Your answer should be a single number: the count of lines in the records below containing the word "constants".

Start of Block

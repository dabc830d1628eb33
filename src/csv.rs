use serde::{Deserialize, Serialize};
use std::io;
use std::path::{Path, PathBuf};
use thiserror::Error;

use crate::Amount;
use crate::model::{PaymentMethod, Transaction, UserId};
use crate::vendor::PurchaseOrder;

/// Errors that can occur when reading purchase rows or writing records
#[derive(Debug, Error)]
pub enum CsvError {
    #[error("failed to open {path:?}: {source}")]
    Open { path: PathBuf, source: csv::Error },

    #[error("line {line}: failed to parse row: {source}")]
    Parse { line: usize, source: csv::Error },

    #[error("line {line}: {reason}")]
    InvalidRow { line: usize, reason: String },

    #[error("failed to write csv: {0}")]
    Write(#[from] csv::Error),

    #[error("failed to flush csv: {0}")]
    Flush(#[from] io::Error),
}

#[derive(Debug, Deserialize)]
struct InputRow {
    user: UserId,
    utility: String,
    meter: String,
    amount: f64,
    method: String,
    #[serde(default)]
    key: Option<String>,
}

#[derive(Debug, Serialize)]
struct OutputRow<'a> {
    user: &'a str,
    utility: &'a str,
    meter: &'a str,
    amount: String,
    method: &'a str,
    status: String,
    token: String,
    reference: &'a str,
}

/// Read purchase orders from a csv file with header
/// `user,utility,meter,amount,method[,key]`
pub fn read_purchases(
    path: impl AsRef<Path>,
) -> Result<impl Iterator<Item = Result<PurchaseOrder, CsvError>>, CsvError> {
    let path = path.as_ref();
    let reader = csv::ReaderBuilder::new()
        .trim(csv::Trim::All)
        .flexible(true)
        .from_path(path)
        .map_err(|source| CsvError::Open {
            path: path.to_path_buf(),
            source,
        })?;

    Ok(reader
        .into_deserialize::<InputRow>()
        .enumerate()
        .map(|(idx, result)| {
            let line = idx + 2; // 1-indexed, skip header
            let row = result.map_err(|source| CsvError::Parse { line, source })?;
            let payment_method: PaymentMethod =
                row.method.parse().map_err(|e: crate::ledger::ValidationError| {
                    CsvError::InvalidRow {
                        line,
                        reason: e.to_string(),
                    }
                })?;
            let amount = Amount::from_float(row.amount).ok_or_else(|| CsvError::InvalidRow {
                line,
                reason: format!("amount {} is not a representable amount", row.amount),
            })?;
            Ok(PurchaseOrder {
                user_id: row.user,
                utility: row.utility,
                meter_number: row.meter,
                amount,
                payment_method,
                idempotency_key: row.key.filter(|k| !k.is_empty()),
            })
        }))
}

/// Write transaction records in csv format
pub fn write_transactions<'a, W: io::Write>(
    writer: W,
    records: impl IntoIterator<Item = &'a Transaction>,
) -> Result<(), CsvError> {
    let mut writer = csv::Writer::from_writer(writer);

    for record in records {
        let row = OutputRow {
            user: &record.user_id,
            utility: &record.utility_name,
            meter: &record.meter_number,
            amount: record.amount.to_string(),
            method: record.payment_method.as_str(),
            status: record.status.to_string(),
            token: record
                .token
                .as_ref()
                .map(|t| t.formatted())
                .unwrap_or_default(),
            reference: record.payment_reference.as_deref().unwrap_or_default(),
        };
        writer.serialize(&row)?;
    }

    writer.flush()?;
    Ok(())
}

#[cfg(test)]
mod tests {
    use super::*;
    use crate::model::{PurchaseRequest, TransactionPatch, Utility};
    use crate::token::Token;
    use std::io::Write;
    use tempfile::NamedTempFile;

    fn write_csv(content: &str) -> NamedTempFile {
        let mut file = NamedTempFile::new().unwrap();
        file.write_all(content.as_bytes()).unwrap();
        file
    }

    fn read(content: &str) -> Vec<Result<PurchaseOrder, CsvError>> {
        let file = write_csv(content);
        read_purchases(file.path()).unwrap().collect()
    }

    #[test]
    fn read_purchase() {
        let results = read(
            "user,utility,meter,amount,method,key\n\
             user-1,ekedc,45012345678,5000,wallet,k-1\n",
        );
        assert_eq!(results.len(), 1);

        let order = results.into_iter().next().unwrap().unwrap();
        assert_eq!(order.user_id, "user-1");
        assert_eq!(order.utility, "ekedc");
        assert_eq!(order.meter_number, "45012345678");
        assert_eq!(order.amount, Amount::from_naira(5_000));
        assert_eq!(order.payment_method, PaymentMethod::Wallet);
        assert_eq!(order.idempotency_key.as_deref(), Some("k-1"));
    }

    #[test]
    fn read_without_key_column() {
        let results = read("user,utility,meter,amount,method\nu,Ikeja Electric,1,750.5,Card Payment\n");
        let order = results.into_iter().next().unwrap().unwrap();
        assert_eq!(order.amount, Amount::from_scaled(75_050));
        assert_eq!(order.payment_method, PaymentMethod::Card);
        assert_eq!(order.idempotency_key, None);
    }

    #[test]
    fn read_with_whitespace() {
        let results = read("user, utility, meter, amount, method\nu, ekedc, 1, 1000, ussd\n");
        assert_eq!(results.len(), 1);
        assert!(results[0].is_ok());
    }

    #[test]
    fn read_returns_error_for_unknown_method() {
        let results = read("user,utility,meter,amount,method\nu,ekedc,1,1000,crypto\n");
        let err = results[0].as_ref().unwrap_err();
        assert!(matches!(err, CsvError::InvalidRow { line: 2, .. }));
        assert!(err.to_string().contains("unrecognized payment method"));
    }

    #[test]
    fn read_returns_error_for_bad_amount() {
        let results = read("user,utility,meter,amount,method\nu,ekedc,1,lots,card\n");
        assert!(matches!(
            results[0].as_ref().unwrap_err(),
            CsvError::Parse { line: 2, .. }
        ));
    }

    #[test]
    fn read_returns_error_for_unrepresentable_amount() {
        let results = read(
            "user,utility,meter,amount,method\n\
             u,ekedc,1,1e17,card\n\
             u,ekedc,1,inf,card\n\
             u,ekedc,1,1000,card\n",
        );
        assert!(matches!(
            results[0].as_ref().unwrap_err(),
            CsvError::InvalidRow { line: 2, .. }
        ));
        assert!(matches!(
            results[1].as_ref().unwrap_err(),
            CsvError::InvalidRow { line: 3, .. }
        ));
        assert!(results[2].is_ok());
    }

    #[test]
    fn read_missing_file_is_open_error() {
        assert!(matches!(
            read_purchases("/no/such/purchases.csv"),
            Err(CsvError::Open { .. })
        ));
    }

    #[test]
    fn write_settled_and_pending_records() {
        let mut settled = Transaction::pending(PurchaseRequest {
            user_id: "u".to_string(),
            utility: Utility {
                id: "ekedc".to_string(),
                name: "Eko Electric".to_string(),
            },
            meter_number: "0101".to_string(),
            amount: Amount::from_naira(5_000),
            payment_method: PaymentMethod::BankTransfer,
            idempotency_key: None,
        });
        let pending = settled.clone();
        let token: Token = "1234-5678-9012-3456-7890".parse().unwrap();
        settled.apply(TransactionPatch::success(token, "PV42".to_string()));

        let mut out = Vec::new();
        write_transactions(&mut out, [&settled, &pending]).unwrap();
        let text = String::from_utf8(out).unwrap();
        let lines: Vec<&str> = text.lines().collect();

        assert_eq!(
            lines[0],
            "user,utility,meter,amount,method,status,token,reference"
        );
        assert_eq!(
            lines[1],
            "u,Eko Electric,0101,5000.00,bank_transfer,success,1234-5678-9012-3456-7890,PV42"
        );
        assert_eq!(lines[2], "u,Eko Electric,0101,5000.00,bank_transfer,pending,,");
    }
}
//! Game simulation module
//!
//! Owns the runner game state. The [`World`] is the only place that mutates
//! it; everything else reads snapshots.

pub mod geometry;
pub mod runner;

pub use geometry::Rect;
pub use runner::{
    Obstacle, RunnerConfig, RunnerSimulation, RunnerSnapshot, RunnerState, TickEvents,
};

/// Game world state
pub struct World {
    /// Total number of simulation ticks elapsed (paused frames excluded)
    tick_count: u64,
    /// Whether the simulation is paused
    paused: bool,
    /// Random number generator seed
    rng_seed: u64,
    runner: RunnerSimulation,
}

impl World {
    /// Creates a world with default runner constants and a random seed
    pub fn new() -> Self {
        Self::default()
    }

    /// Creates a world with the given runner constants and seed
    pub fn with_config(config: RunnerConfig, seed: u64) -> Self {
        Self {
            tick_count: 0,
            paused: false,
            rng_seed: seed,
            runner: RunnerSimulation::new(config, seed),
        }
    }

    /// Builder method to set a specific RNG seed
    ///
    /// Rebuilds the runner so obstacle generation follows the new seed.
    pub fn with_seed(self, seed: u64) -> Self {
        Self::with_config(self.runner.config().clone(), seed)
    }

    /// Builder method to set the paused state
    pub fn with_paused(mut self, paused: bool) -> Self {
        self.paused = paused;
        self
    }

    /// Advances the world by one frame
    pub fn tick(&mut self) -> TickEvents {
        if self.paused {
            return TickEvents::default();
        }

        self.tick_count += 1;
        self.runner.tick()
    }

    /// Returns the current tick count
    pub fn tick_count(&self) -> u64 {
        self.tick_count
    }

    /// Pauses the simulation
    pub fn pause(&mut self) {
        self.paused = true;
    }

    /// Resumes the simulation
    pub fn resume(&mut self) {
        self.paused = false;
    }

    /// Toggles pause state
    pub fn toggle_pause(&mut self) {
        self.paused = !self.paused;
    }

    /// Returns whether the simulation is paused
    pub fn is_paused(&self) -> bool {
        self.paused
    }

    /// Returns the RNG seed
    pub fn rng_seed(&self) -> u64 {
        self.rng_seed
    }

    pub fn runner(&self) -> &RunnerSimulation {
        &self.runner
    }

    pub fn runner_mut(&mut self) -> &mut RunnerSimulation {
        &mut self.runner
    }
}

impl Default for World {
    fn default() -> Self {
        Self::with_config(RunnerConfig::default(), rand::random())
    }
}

End of Block

**Response to this exercise:**
2